Após o empate sem gols contra o Cruzeiro, o Botafogo não só deixou a disputa pelo título do Campeonato Brasileiro como também caiu para quinta posição na tabela. O time, que antes era favorito à conquista, agora corre o risco de perder a vaga direta para a fase de grupos da Libertadores.
Para o jornalista Fernando Molica, o trauma desta temporada ameaça a própria existência do Botafogo. Em artigo, Molica diz que, após o fiasco no Brasileiro, o projeto do Alvinegro agora passa a ter como único foco o lucro, a exemplo do Red Bull Bragantino.
Leia o artigo de Molica
O trauma de 2023 tem tudo para ser maior que o 1971, que contribuiu muito para afundar o Botafogo por quase duas décadas. Arrisco dizer que o aconteceu neste Campeonato Brasileiro ameaça a própria existência do Botafogo.

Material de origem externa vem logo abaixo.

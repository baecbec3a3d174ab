//! Shard key scheme — arithmetic partition of the id alphabet.
//!
//! A collection's id space is split into `factor` buckets by walking the
//! fixed 64-symbol alphabet in order and cutting a new bucket every
//! `64/factor` characters. No hashing and no stored mapping: the layout is
//! reproducible from the schema alone, so every process reconstructs the
//! same shard set without coordination.

use crate::error::{Result, StoreError};

/// Every character a record-id suffix may start with, in bucket order.
pub const ID_ALPHABET: &str = "0123456789abcdefghijklmnopqrstuvwxyzABCDEFGHIJKLMNOPQRSTUVWXYZ_-";

/// The ordered bucket ids for a shard factor. A bucket's id is the exact
/// run of alphabet characters it covers.
pub fn shard_buckets(shard_factor: u32) -> Result<Vec<String>> {
    if shard_factor == 0 || 64 % shard_factor != 0 {
        return Err(StoreError::InvalidShardFactor(shard_factor));
    }
    let chars_per_bucket = (64 / shard_factor) as usize;

    let mut buckets = Vec::with_capacity(shard_factor as usize);
    let mut current = String::with_capacity(chars_per_bucket);
    for (i, c) in ID_ALPHABET.chars().enumerate() {
        current.push(c);
        if (i + 1) % chars_per_bucket == 0 {
            buckets.push(std::mem::take(&mut current));
        }
    }
    Ok(buckets)
}

/// The bucket id covering `leading_char` under the given factor.
pub fn bucket_for(shard_factor: u32, leading_char: char) -> Result<String> {
    shard_buckets(shard_factor)?
        .into_iter()
        .find(|b| b.contains(leading_char))
        .ok_or(StoreError::IdCharOutsideAlphabet(leading_char))
}

#[cfg(test)]
mod tests {
    use super::*;
    use proptest::prelude::*;

    #[test]
    fn test_buckets_partition_alphabet() {
        for factor in [1u32, 2, 4, 8, 16, 32, 64] {
            let buckets = shard_buckets(factor).unwrap();
            assert_eq!(buckets.len(), factor as usize);
            assert_eq!(buckets.concat(), ID_ALPHABET);
            let width = (64 / factor) as usize;
            assert!(buckets.iter().all(|b| b.chars().count() == width));
        }
    }

    #[test]
    fn test_non_divisor_factor_rejected() {
        for factor in [0u32, 3, 6, 10, 63, 65] {
            assert!(matches!(
                shard_buckets(factor).unwrap_err(),
                StoreError::InvalidShardFactor(f) if f == factor
            ));
        }
    }

    #[test]
    fn test_bucket_for_factor_four() {
        // 4-way split: 16 chars per bucket; 'x' lands in the third.
        assert_eq!(bucket_for(4, 'x').unwrap(), "wxyzABCDEFGHIJKL");
        assert_eq!(bucket_for(4, '0').unwrap(), "0123456789abcdef");
        assert_eq!(bucket_for(4, '-').unwrap(), "MNOPQRSTUVWXYZ_-");
    }

    #[test]
    fn test_char_outside_alphabet_rejected() {
        assert!(matches!(
            bucket_for(4, '$').unwrap_err(),
            StoreError::IdCharOutsideAlphabet('$')
        ));
    }

    proptest! {
        /// Every alphabet char falls in exactly one bucket, for every
        /// legal factor.
        #[test]
        fn prop_every_char_in_exactly_one_bucket(
            factor in prop_oneof![Just(1u32), Just(2), Just(4), Just(8), Just(16), Just(32), Just(64)],
            idx in 0usize..64,
        ) {
            let c = ID_ALPHABET.chars().nth(idx).unwrap();
            let buckets = shard_buckets(factor).unwrap();
            let holding: Vec<&String> =
                buckets.iter().filter(|b| b.contains(c)).collect();
            prop_assert_eq!(holding.len(), 1);
            prop_assert_eq!(holding[0], &bucket_for(factor, c).unwrap());
        }
    }
}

Não que o clube de futebol – que nem é mais exatamente um clube – vá ser fechado. Deverá se manter como negócio, mas não como um depositário de esperanças, como fator catalisador de identidades e sonhos.
É razoável prever, no entanto, que, como o Bragantino (e o cito com maior respeito), o Botafogo passe a viver principalmente como uma empresa, ou seja, focada no lucro de seu dono. Uma jogada que, como no caso da equipe paulista, permite até mudança no nome do time.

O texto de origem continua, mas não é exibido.